#### Supplied entries

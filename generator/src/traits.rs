//! Generator trait definitions for dependency injection

use async_trait::async_trait;

use shared::ApiFailure;
use crate::types::{ModelRequest, ModelResponse};

/// Text-generation model endpoint
#[mockall::automock]
#[async_trait]
pub trait ModelClient: Send + Sync {
    /// Send one prompt and return the raw completion text
    async fn complete(&self, request: ModelRequest) -> Result<ModelResponse, ApiFailure>;
}
//! Bounds the number of model calls in flight across all requests

use std::sync::Arc;

use async_trait::async_trait;
use tokio::sync::Semaphore;

use shared::ApiFailure;

use crate::traits::ModelClient;
use crate::types::{ModelRequest, ModelResponse};

/// Wraps a client so at most `max_in_flight` calls run at once; the rest queue
pub struct LimitedModelClient<C> {
    inner: C,
    permits: Arc<Semaphore>,
}

impl<C: ModelClient> LimitedModelClient<C> {
    pub fn new(inner: C, max_in_flight: usize) -> Self {
        Self {
            inner,
            permits: Arc::new(Semaphore::new(max_in_flight.max(1))),
        }
    }

    pub fn available_permits(&self) -> usize {
        self.permits.available_permits()
    }
}

#[async_trait]
impl<C: ModelClient> ModelClient for LimitedModelClient<C> {
    async fn complete(&self, request: ModelRequest) -> Result<ModelResponse, ApiFailure> {
        let _permit = self
            .permits
            .acquire()
            .await
            .map_err(|_| ApiFailure::ServiceUnavailable)?;
        self.inner.complete(request).await
    }
}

########

● **Problem statement**
Check each line of the records above for the string "ModelRequest", and report every line that has it.

● **Solution to this exercise**
use crate::types::{ModelRequest, ModelResponse};
    async fn complete(&self, request: ModelRequest) -> Result<ModelResponse, ApiFailure>;
use crate::types::{ModelRequest, ModelResponse};
    async fn complete(&self, request: ModelRequest) -> Result<ModelResponse, ApiFailure> {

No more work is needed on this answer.